Others of the short pieces in “Our Quarter,” Vol.6, No.1, Fall, 1938 are about the Communist Party: those members who are supporting the ‘New Deal’ and the ‘Popular Front’, and those who are repudiating Stalinism: Jeff Last of the Netherlands’s One Year in the Trenches of Madrid, and Nobel Prize winner, Romain Rolland, “in a sensational defection from the ranks of the Third International’s literary fellow-travellers, for years its most respectable and revered apologist in international cultural circles.” And of the most immediate interest to Partisan Review, “Reflections on a Non-Political Man.”

Communist Comedy: The first piece, “Communist Comedy” is about the State Department’s refusal to grant a visa to John Strachey, who had been a follower of Oswald Mosley, but then became a committed member of the British CP’s Popular Front position. In 1936, he became one of the founders of the Left Book Club. His pamphlet, Why You Should be a Socialist (1938), immediately sold 200,000 copies in Britain. Strachey was on his way to the USA to promote the positions of the CP and Popular Frontism. The writer of this part of the ‘Our Quarter,’ who I think must have been Macdonald again, uses Henri Bergson’s essay on comedy as a point d’appui for his argument, pointing to Bergson’s well-known definition of the comic as “something mechanical [here the State Department] encrusted on the living.” The joke, here, is that while the Communist Party “has been openly renouncing its revolutionary aims, openly supporting [FDR’s] New Deal and sabotaging radical movements against the New Deal,…the Party’s desperate efforts to make itself respectable have had practically no impression on bourgeois politicians, who continue to think of ‘Communists in terms of bombs and whiskers.”
So Strachey, advocate of CP positions, which ‘Our Quarter’ calls “false and dangerous” for their non-revolutionary ideas, is prevented from coming to “propagandize for the Popular Front and the New Deal by the New Deal’s State Department on the grounds that his political philosophy advocates the overthrow by force of… the New Deal.”
The final remark belongs to Bergson, “automatism is only reached in the official who performs his duty like a mere machine, or again in the unconsciousness that marks an administrative regulation with inexorable fatality and setting itself up for a law of nature.”

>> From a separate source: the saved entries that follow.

//! Test doubles shared by the integration suites.

#![allow(dead_code)]

use std::collections::HashMap;
use std::sync::Mutex;
use std::sync::atomic::{AtomicBool, AtomicUsize, Ordering};
use std::time::Duration;

use async_trait::async_trait;
use inkpost::application::repos::{CommentsRepo, RepoError};
use inkpost::cache::{CacheEntry, CacheKey, KvError, KvResult, KvStore, MemoryKvStore};
use inkpost::domain::comments::{Comment, NewComment};
use time::OffsetDateTime;
use time::macros::datetime;

pub fn comment(id: &str, post_id: &str, content: &str) -> Comment {
    Comment {
        id: id.to_string(),
        post_id: post_id.to_string(),
        content: content.to_string(),
        author_id: "user-1".to_string(),
        author_name: "Ada".to_string(),
        created_at: datetime!(2024-05-01 12:00:00 UTC),
    }
}

pub fn new_comment(post_id: &str, content: &str) -> NewComment {
    NewComment {
        post_id: post_id.to_string(),
        author_id: "user-2".to_string(),
        author_name: "Grace".to_string(),
        content: content.to_string(),
    }
}

pub fn ids(comments: &[Comment]) -> Vec<&str> {
    comments.iter().map(|c| c.id.as_str()).collect()
}

/// In-memory document store with call counters and injectable failures.
#[derive(Default)]
pub struct FakeCommentsRepo {
    posts: Mutex<HashMap<String, Vec<Comment>>>,
    next_id: AtomicUsize,
    pub list_calls: AtomicUsize,
    pub create_calls: AtomicUsize,
    pub delete_calls: AtomicUsize,
    pub fail_list: AtomicBool,
    pub fail_create: AtomicBool,
    pub fail_delete: AtomicBool,
}

impl FakeCommentsRepo {
    pub fn with_comments(post_id: &str, comments: Vec<Comment>) -> Self {
        let repo = Self::default();
        repo.replace(post_id, comments);
        repo
    }

    /// Replaces a post's comments behind the cache's back.
    pub fn replace(&self, post_id: &str, comments: Vec<Comment>) {
        self.posts
            .lock()
            .expect("posts lock")
            .insert(post_id.to_string(), comments);
    }

    pub fn stored(&self, post_id: &str) -> Vec<Comment> {
        self.posts
            .lock()
            .expect("posts lock")
            .get(post_id)
            .cloned()
            .unwrap_or_default()
    }

    pub fn lists(&self) -> usize {
        self.list_calls.load(Ordering::SeqCst)
    }
}

#[async_trait]
impl CommentsRepo for FakeCommentsRepo {
    async fn list_comments(&self, post_id: &str) -> Result<Vec<Comment>, RepoError> {
        self.list_calls.fetch_add(1, Ordering::SeqCst);
        if self.fail_list.load(Ordering::SeqCst) {
            return Err(RepoError::Persistence("list unavailable".to_string()));
        }
        Ok(self.stored(post_id))
    }

    async fn create_comment(&self, params: NewComment) -> Result<Comment, RepoError> {
        self.create_calls.fetch_add(1, Ordering::SeqCst);
        if self.fail_create.load(Ordering::SeqCst) {
            return Err(RepoError::Persistence("create rejected".to_string()));
        }

        let id = format!("new-{}", self.next_id.fetch_add(1, Ordering::SeqCst));
        let created = Comment {
            id,
            post_id: params.post_id.clone(),
            content: params.content,
            author_id: params.author_id,
            author_name: params.author_name,
            created_at: OffsetDateTime::now_utc(),
        };
        self.posts
            .lock()
            .expect("posts lock")
            .entry(params.post_id)
            .or_default()
            .insert(0, created.clone());
        Ok(created)
    }

    async fn delete_comment(&self, comment_id: &str) -> Result<(), RepoError> {
        self.delete_calls.fetch_add(1, Ordering::SeqCst);
        if self.fail_delete.load(Ordering::SeqCst) {
            return Err(RepoError::Persistence("delete rejected".to_string()));
        }

        let mut posts = self.posts.lock().expect("posts lock");
        let mut removed = false;
        for comments in posts.values_mut() {
            let before = comments.len();
            comments.retain(|c| c.id != comment_id);
            removed |= comments.len() != before;
        }
        if removed {
            Ok(())
        } else {
            Err(RepoError::NotFound)
        }
    }
}

/// [`MemoryKvStore`] wrapper that can be told to fail individual commands.
pub struct FlakyKv {
    pub inner: MemoryKvStore,
    pub configured: AtomicBool,
    pub fail_ping: AtomicBool,
    pub fail_get: AtomicBool,
    pub fail_set: AtomicBool,
    pub fail_delete: AtomicBool,
    pub ping_calls: AtomicUsize,
    pub get_calls: AtomicUsize,
    pub set_calls: AtomicUsize,
    pub delete_calls: AtomicUsize,
}

impl Default for FlakyKv {
    fn default() -> Self {
        Self {
            inner: MemoryKvStore::default(),
            configured: AtomicBool::new(true),
            fail_ping: AtomicBool::new(false),
            fail_get: AtomicBool::new(false),
            fail_set: AtomicBool::new(false),
            fail_delete: AtomicBool::new(false),
            ping_calls: AtomicUsize::new(0),
            get_calls: AtomicUsize::new(0),
            set_calls: AtomicUsize::new(0),
            delete_calls: AtomicUsize::new(0),
        }
    }
}

impl FlakyKv {
    pub fn unconfigured() -> Self {
        Self {
            configured: AtomicBool::new(false),
            ..Self::default()
        }
    }

    pub fn calls(counter: &AtomicUsize) -> usize {
        counter.load(Ordering::SeqCst)
    }

    pub async fn cached(&self, post_id: &str) -> Option<CacheEntry> {
        self.inner
            .get(&CacheKey::comments(post_id))
            .await
            .expect("memory store read")
    }

    pub async fn seed(&self, post_id: &str, comments: Vec<Comment>) {
        self.inner
            .set(
                &CacheKey::comments(post_id),
                &CacheEntry::new(comments),
                Duration::from_secs(3600),
            )
            .await
            .expect("memory store write");
    }

    fn guard(&self, flag: &AtomicBool) -> KvResult<()> {
        if !self.configured.load(Ordering::SeqCst) {
            return Err(KvError::NotConfigured);
        }
        if flag.load(Ordering::SeqCst) {
            return Err(KvError::Transport("injected failure".to_string()));
        }
        Ok(())
    }
}

#[async_trait]
impl KvStore for FlakyKv {
    fn is_configured(&self) -> bool {
        self.configured.load(Ordering::SeqCst)
    }

    async fn ping(&self) -> KvResult<()> {
        self.ping_calls.fetch_add(1, Ordering::SeqCst);
        self.guard(&self.fail_ping)?;
        self.inner.ping().await
    }

    async fn get(&self, key: &CacheKey) -> KvResult<Option<CacheEntry>> {
        self.get_calls.fetch_add(1, Ordering::SeqCst);
        self.guard(&self.fail_get)?;
        self.inner.get(key).await
    }

    async fn set(&self, key: &CacheKey, entry: &CacheEntry, ttl: Duration) -> KvResult<()> {
        self.set_calls.fetch_add(1, Ordering::SeqCst);
        self.guard(&self.fail_set)?;
        self.inner.set(key, entry, ttl).await
    }

    async fn delete(&self, key: &CacheKey) -> KvResult<()> {
        self.delete_calls.fetch_add(1, Ordering::SeqCst);
        self.guard(&self.fail_delete)?;
        self.inner.delete(key).await
    }
}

Reflections on a Non-Political Man: As readers of this blog will know, Thomas Mann had already been the subject of three articles which aimed to clarify his political as well as his literary value by the autumn of 1938. Apologetics begin: “It should hardly be necessary to state that we consider Thomas Mann one of the three or four great figures in modern letters….It is with some trepidation, therefore, that we make the comments that follow. But we feel it is our duty not to remain silent”. I don’t think the writer of this squib can be William Troy, from what we know already of his praise of Mann; the voice here is clear and critical:
“During the past year [Mann] has been a traveling salesman for ‘democracy.’ We must agree with him when he says that the man of letters cannot keep aloof from politics today if he is to fulfill his function. But there is a hypocrisy in Mann’s treatment of politics. He is constantly taking the most extreme and reckless political positions, lending his Olympian, above-the-battle prestige to political doctrines of the most dubious kind. …[In 1918, Mann wrote a book defending German Imperialism] He called the book, Reflections of a Non-Political Man. If Thomas Mann is actually a non-political humanist, then we should like to ask how it happens that his political position at any given moment in history always happens to be that of any ‘liberal’ bourgeois, concerned, above all things, to defend his kind of capitalism.”
‘Our Quarter’ ends with another comic piece, called ‘The Henry Club,” which had been suggested by Eunice Clark — a list of prominent men, all of whose names begin with Henry, who were upstanding members of the liberal bourgeois establishment of the USA. Some are educators, some art critics, etc: for example, “Henry Osborn Taylor, a pillar of the National Institute of Arts and Letters; Henry Dwight Sedgewick of the American Academy of Arts and Letters, Henry Sloane Coffin, of the Union Theological Seminary.”
Armed with Partisan Review’s ‘line’ for 1938-39, the reader can then cast her eye over to George Morris’s lithograph, Concretion, perhaps a reply to PR’s criticism of the 1938 Carnegie International Prize winner, Karl Hofer, though happily for the reader, he was one of Hitler’s ‘degenerate’ artists. At the end of ‘Our Quarter,’ we find a poem by Louise Bogan, who provides a satire on the whole idea of institutional art prizes.
Several Voices Out of a Cloud
Come, drunks and drug-takers; come, perverts unnerved! Receive the laurel, given, though late, on merit; to whom and whereever deserved.
Parochial punks, trimmers, nice people, joiners true-blue, Get the hell out of the way of the laurel. It is deathless. And it isn’t for you.